### Data for this task

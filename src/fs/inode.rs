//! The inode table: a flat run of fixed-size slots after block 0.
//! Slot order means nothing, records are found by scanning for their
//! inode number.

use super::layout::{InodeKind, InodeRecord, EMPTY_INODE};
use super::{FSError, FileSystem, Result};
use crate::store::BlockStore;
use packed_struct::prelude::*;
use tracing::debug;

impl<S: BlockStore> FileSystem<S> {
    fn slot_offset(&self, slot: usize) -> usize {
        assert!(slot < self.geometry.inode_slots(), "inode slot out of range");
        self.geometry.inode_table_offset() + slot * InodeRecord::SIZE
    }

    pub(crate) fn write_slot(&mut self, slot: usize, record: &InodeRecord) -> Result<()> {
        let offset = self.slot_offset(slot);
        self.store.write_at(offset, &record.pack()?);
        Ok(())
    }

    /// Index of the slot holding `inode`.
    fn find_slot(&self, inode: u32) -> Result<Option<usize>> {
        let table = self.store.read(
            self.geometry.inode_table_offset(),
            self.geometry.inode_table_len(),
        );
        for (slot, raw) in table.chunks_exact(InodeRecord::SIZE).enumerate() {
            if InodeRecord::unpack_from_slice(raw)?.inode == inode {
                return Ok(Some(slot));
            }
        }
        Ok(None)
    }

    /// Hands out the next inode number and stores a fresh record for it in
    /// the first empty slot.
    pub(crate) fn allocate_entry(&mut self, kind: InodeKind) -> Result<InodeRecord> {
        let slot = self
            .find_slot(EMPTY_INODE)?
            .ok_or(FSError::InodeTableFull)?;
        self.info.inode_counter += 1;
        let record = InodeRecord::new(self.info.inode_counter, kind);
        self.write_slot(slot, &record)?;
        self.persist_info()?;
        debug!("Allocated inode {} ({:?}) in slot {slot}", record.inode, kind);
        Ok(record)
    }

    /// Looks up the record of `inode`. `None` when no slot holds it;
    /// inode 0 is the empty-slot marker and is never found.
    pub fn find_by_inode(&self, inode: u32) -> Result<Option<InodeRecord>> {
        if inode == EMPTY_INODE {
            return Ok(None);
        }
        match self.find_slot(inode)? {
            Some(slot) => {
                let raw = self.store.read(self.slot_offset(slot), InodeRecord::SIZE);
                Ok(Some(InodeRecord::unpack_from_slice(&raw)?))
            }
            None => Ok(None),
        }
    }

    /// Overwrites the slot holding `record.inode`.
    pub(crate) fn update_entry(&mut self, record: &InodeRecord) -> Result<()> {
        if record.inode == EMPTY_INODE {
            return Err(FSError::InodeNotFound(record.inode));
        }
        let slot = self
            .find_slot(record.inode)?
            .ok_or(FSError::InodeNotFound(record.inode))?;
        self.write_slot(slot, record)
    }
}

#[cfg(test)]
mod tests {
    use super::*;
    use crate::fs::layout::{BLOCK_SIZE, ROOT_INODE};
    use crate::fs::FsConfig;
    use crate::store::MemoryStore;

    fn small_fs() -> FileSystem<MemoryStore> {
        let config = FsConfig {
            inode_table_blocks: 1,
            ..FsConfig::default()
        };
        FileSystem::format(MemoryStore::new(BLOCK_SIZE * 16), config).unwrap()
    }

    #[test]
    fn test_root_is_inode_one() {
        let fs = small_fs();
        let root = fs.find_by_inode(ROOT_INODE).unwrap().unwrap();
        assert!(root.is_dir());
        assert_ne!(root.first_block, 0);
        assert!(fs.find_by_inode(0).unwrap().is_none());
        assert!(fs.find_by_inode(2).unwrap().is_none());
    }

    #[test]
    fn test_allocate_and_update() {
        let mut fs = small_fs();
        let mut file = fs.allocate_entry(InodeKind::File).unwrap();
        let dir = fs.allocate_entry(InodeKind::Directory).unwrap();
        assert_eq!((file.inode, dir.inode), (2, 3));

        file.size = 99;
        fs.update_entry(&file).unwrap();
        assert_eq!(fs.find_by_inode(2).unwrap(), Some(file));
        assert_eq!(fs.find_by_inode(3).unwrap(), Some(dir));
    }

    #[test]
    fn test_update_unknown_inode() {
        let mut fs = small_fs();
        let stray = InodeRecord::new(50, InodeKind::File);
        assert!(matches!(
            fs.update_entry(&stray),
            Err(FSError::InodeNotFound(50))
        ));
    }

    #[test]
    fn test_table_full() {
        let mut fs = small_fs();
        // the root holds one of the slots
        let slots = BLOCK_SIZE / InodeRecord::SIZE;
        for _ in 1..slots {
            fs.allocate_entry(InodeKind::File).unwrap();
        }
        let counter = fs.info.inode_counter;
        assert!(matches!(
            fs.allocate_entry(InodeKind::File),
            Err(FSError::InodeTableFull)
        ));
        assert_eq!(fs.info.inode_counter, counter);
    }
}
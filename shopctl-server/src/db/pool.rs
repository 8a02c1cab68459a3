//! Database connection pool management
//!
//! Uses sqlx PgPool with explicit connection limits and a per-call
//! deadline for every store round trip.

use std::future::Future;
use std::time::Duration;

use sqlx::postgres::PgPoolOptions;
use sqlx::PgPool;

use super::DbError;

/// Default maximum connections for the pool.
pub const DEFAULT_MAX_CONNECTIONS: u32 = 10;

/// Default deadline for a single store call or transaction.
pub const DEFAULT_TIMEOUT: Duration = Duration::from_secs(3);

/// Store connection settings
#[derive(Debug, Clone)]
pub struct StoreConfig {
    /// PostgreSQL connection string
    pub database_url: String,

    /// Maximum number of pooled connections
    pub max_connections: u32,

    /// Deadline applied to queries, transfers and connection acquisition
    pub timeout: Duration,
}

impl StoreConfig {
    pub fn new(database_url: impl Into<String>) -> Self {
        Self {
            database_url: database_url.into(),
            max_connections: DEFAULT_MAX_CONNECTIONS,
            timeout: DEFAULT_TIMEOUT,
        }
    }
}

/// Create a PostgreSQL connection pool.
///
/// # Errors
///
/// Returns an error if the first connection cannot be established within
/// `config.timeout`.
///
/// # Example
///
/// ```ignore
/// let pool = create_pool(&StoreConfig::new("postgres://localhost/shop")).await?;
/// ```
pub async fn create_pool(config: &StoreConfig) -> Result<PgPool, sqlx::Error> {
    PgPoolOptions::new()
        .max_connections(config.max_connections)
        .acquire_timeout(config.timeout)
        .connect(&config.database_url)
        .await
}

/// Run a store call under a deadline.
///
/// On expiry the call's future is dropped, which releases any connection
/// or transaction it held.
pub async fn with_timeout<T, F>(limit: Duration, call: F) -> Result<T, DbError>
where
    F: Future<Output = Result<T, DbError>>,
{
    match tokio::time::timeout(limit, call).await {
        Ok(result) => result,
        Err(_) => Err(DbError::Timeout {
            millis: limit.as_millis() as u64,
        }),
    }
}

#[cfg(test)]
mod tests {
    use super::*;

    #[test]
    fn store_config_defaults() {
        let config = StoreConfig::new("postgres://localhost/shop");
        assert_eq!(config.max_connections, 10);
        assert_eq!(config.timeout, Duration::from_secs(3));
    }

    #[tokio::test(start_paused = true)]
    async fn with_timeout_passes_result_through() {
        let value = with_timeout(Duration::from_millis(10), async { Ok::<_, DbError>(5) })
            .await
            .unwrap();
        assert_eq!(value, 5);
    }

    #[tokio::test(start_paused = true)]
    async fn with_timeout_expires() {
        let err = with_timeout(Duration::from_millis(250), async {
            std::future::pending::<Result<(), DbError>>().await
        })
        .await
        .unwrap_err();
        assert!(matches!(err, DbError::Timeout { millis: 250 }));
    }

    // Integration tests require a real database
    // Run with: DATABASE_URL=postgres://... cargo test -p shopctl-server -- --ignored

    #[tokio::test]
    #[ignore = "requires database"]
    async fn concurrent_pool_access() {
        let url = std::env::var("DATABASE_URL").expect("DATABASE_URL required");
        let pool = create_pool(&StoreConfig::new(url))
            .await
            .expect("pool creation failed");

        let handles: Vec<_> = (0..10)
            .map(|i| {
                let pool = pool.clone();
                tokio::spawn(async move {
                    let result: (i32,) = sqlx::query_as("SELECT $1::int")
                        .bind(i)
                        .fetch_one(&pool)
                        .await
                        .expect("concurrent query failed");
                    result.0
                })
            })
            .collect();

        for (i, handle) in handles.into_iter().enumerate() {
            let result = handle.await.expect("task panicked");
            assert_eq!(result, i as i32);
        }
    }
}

### Problem statement
For the listing above, print only the lines starting at the line containing "pub const DEFAULT_TIMEOUT: Duration" and ending at the line containing "be established within", exactly, both included.

### Task output
pub const DEFAULT_TIMEOUT: Duration = Duration::from_secs(3);

/// Store connection settings
#[derive(Debug, Clone)]
pub struct StoreConfig {
    /// PostgreSQL connection string
    pub database_url: String,

    /// Maximum number of pooled connections
    pub max_connections: u32,

    /// Deadline applied to queries, transfers and connection acquisition
    pub timeout: Duration,
}

impl StoreConfig {
    pub fn new(database_url: impl Into<String>) -> Self {
        Self {
            database_url: database_url.into(),
            max_connections: DEFAULT_MAX_CONNECTIONS,
            timeout: DEFAULT_TIMEOUT,
        }
    }
}

/// Create a PostgreSQL connection pool.
///
/// # Errors
///
/// Returns an error if the first connection cannot be established within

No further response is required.